Cleaning the directories

We will now remove any existing content that is present in the directories which we'll use for downloading and saving the images. Note: This will only work if you already have a directory with the below path. If not, then it will produce an error.

import shutil
downloaded_path = Path('happy_sad_angry_downloaded')
resized_path = Path("happy_sad_angry_resized")
shutil.rmtree(downloaded_path)
shutil.rmtree(resized_path)

Step 4 - Organising the data

  1. Download the different categories of images in happy_sad_angry_downloaded directory
  2. Resizing all the images downloaded and saving the resized images in happy_sad_angry_resized directory
  3. Some photos might not download correctly which could cause our model training to fail, hence remove them:
searches = 'happy human','sad human','angry human'
downloaded_path = Path('happy_sad_angry_downloaded')
resized_path = Path("happy_sad_angry_resized")

for o in searches:
    dest_downloaded = (downloaded_path/o)
    dest_downloaded.mkdir(exist_ok=True, parents=True)
    download_images(dest_downloaded, urls=search_images(f'{o} photo'))
    resize_images(downloaded_path/o, max_size=400, dest=resized_path/o)

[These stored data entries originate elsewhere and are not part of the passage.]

//! A single recording session.
//!
//! A session moves through `Created -> Recording -> Finalizing -> Closed`,
//! or to `Failed` on an I/O error. Events are buffered in memory while
//! recording and written to the archive when the session is finalized.

use std::path::{Path, PathBuf};
use std::sync::Arc;

use chrono::{DateTime, Local};
use parking_lot::Mutex;
use tracing::{debug, warn};

use reelhouse_archive::{ArchiveMetadata, ArchiveWriter, PathClaims};
use reelhouse_core::{CaptureEvent, Clock, Marker, SessionKey, SessionState, Subject};

use crate::error::{RecorderError, Result};

/// Fixed metadata shared by every archive a registry writes.
#[derive(Debug, Clone)]
pub struct ArchiveContext {
    pub server_name: String,
    pub protocol_version: u32,
    pub host_version: String,
}

impl Default for ArchiveContext {
    fn default() -> Self {
        Self {
            server_name: "localhost".to_string(),
            protocol_version: 0,
            host_version: "unknown".to_string(),
        }
    }
}

#[derive(Debug)]
struct SessionInner {
    state: SessionState,
    events: Vec<CaptureEvent>,
    markers: Vec<Marker>,
    /// Highest offset handed out; offsets never go backwards.
    last_offset: u32,
    ended_at: Option<DateTime<Local>>,
}

/// Events and markers taken out of a session when finalizing starts.
#[derive(Debug)]
pub(crate) struct PendingSeal {
    events: Vec<CaptureEvent>,
    markers: Vec<Marker>,
    ended_at: DateTime<Local>,
}

/// One subject's recording.
pub struct Session {
    key: SessionKey,
    subject: Arc<dyn Subject>,
    subject_name: String,
    output_path: PathBuf,
    started_at: DateTime<Local>,
    clock: Arc<dyn Clock>,
    context: ArchiveContext,
    inner: Mutex<SessionInner>,
    writer: Mutex<Option<ArchiveWriter>>,
}

impl std::fmt::Debug for Session {
    fn fmt(&self, f: &mut std::fmt::Formatter<'_>) -> std::fmt::Result {
        f.debug_struct("Session")
            .field("key", &self.key)
            .field("subject_name", &self.subject_name)
            .field("output_path", &self.output_path)
            .field("state", &self.state())
            .finish()
    }
}

/// Milliseconds from `from` to `to`, clamped into `u32`.
fn offset_between(from: DateTime<Local>, to: DateTime<Local>) -> u32 {
    let ms = (to - from).num_milliseconds();
    ms.clamp(0, u32::MAX as i64) as u32
}

impl Session {
    /// Create a session in the `Created` state. Nothing is written yet.
    pub(crate) fn new(
        key: SessionKey,
        subject: Arc<dyn Subject>,
        output_path: impl Into<PathBuf>,
        clock: Arc<dyn Clock>,
        context: ArchiveContext,
    ) -> Self {
        let started_at = clock.now();
        let subject_name = subject.name().to_string();
        Self {
            key,
            subject,
            subject_name,
            output_path: output_path.into(),
            started_at,
            clock,
            context,
            inner: Mutex::new(SessionInner {
                state: SessionState::Created,
                events: Vec::new(),
                markers: vec![Marker::new("start", 0)],
                last_offset: 0,
                ended_at: None,
            }),
            writer: Mutex::new(None),
        }
    }

    pub fn key(&self) -> &SessionKey {
        &self.key
    }

    pub fn subject(&self) -> &Arc<dyn Subject> {
        &self.subject
    }

    /// Subject name as it was when the session was created.
    pub fn subject_name(&self) -> &str {
        &self.subject_name
    }

    pub fn output_path(&self) -> &Path {
        &self.output_path
    }

    pub fn started_at(&self) -> DateTime<Local> {
        self.started_at
    }

    pub fn ended_at(&self) -> Option<DateTime<Local>> {
        self.inner.lock().ended_at
    }

    pub fn state(&self) -> SessionState {
        self.inner.lock().state
    }

    /// Number of buffered events.
    pub fn event_count(&self) -> usize {
        self.inner.lock().events.len()
    }

    /// Whether the recorded subject is still connected.
    pub fn subject_online(&self) -> bool {
        self.subject.is_online()
    }

    fn metadata(&self) -> ArchiveMetadata {
        ArchiveMetadata::new(
            &self.context.server_name,
            &self.subject_name,
            self.key.to_string(),
            self.started_at.timestamp_millis(),
        )
        .with_protocol(self.context.protocol_version, &self.context.host_version)
    }

    /// Open the archive and start recording.
    ///
    /// On failure the session moves to `Failed` and the error is returned.
    pub(crate) fn begin(&self, claims: &PathClaims) -> Result<()> {
        {
            let inner = self.inner.lock();
            if inner.state != SessionState::Created {
                return Err(RecorderError::NotRecording(self.key.clone()));
            }
        }

        let opened = ArchiveWriter::open(&self.output_path, claims).and_then(|mut writer| {
            writer.write_metadata(&self.metadata())?;
            Ok(writer)
        });

        match opened {
            Ok(writer) => {
                *self.writer.lock() = Some(writer);
                self.inner.lock().state = SessionState::Recording;
                debug!(key = %self.key, path = %self.output_path.display(), "Session recording");
                Ok(())
            }
            Err(e) => {
                self.inner.lock().state = SessionState::Failed;
                Err(e.into())
            }
        }
    }

    fn next_offset(&self, inner: &mut SessionInner) -> u32 {
        let offset = offset_between(self.started_at, self.clock.now()).max(inner.last_offset);
        inner.last_offset = offset;
        offset
    }

    /// Append an event. Returns `false` if the session is no longer
    /// recording, in which case the event is dropped.
    pub fn record_event(&self, payload: impl Into<Vec<u8>>) -> bool {
        let mut inner = self.inner.lock();
        if inner.state != SessionState::Recording {
            return false;
        }
        let offset = self.next_offset(&mut inner);
        inner.events.push(CaptureEvent::new(offset, payload));
        true
    }

    /// Add a named marker at the current offset.
    pub fn add_marker(&self, name: impl Into<String>) -> bool {
        let mut inner = self.inner.lock();
        if inner.state != SessionState::Recording {
            return false;
        }
        let offset = self.next_offset(&mut inner);
        inner.markers.push(Marker::new(name, offset));
        true
    }

    /// Clone the events captured within the last `window` of the session,
    /// rebased so the first returned event sits at the window start.
    ///
    /// Returns the events and the wall-clock time the window starts at.
    pub fn snapshot_window(&self, window: chrono::Duration) -> (Vec<CaptureEvent>, DateTime<Local>) {
        let inner = self.inner.lock();
        let now = offset_between(self.started_at, self.clock.now()).max(inner.last_offset);
        let window_ms = window.num_milliseconds().clamp(0, u32::MAX as i64) as u32;
        let from = now.saturating_sub(window_ms);
        let events = inner
            .events
            .iter()
            .filter(|e| e.offset_ms >= from)
            .map(|e| CaptureEvent::new(e.offset_ms - from, e.payload.clone()))
            .collect();
        let window_start = self.started_at + chrono::Duration::milliseconds(from as i64);
        (events, window_start)
    }

    /// First half of finalizing: move to `Finalizing` and take the buffers.
    ///
    /// Cheap and non-blocking, so the registry can run it while removing
    /// the entry.
    pub(crate) fn begin_finalize(&self) -> Result<PendingSeal> {
        let mut inner = self.inner.lock();
        if inner.state != SessionState::Recording {
            return Err(RecorderError::NotRecording(self.key.clone()));
        }
        inner.state = SessionState::Finalizing;
        let ended_at = self.clock.now();
        inner.ended_at = Some(ended_at);
        Ok(PendingSeal {
            events: std::mem::take(&mut inner.events),
            markers: std::mem::take(&mut inner.markers),
            ended_at,
        })
    }

    /// Second half of finalizing: write everything and seal the archive.
    pub(crate) fn complete_finalize(&self, pending: PendingSeal) -> Result<PathBuf> {
        let writer = self.writer.lock().take();
        let Some(mut writer) = writer else {
            self.inner.lock().state = SessionState::Failed;
            return Err(RecorderError::NotRecording(self.key.clone()));
        };

        let final_meta = self.metadata().finalized(pending.ended_at.timestamp_millis());
        let sealed = writer
            .append_events(&pending.events)
            .and_then(|_| writer.seal(&final_meta, &pending.markers));

        match sealed {
            Ok(path) => {
                self.inner.lock().state = SessionState::Closed;
                debug!(
                    key = %self.key,
                    events = pending.events.len(),
                    duration = final_meta.duration,
                    "Session closed"
                );
                Ok(path)
            }
            Err(e) => {
                self.inner.lock().state = SessionState::Failed;
                warn!(
                    key = %self.key,
                    path = %self.output_path.display(),
                    error = %e,
                    "Failed to seal archive; leaving it in place"
                );
                Err(e.into())
            }
        }
    }

    /// Both halves of finalizing, for sessions outside a registry.
    #[cfg(test)]
    pub(crate) fn finalize(&self) -> Result<PathBuf> {
        let pending = self.begin_finalize()?;
        self.complete_finalize(pending)
    }
}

/root/mambaforge/lib/python3.9/site-packages/PIL/Image.py:992: UserWarning: Palette images with Transparency expressed in bytes should be converted to RGBA images
  warnings.warn(
failed = verify_images(get_image_files(resized_path))
failed.map(Path.unlink)
len(failed)
0

Step 5 - Creating the DataBlock

To train a model, we'll need DataLoaders, which is an object that contains a :

  1. Training set (the images used to create a model) and a ;
  2. Validation set (the images used to check the accuracy of a model -- not used during training). In fastai we can create that easily using a DataBlock, and view sample images from it:

DataBlock API

  1. The inputs are going to be images “ImageBlock” and the outputs are going to be categories “CategoryBlock”.
  2. get_image_files is used to get the items we require
  3. We define a splitter to split the dataset into Training & Validation Set. In this case, we are using a RandomSplitter with 20% data for validation
  4. get_y takes the label for the images. Here, parent_label is the name of the parent (or folder) for each image, i.e., happy person, sad person, angry person
  5. Before training, resize each image to 192x192 pixels by "squishing" it (as opposed to cropping it).
dls = DataBlock(
    blocks=(ImageBlock, CategoryBlock), 
    get_items=get_image_files, 
    splitter=RandomSplitter(valid_pct=0.2, seed=42),
    get_y=parent_label,
    item_tfms=[Resize(192, method='squish')]
).dataloaders(resized_path)

dls.show_batch(max_n=6)

Step 6 - Creating the Vision Learner

Here is where the actual magic happens. Yes, we're not aware about the fun calculations underneath at the moment, hence, let's call it as magic :wink:

  1. We're now training the model using the dataloader that we created in the previous step.
  2. We define error_rate as our metrics, which is nothing but the mean squared error
  3. We provide resnet18 as the architecture(pre-trained model) to train our model. This is the basis of transfer learning, which will be covered in the later blogs.
learn = vision_learner(dls, resnet18, metrics=error_rate)
learn.fine_tune(3)
Downloading: "https://download.pytorch.org/models/resnet18-f37072fd.pth" to /root/.cache/torch/hub/checkpoints/resnet18-f37072fd.pth
epoch train_loss valid_loss error_rate time
0 2.000713 1.274472 0.552632 00:04
epoch train_loss valid_loss error_rate time
0 1.384295 1.126901 0.473684 00:04
1 1.099846 1.033579 0.385965 00:04
2 0.864820 1.013857 0.403509 00:04

Observations:

  1. The error_rate is currently ~0.4 ( " " signifies followed by any digits) in the model that I trained. However, in lesson 1 official notebooks, I saw that the error_rate is (0.01*) after 3 epochs. The difference between both the losses look noteworthy. I believe, that the dataset isn’t quite good (or augmented) yet for model to train ?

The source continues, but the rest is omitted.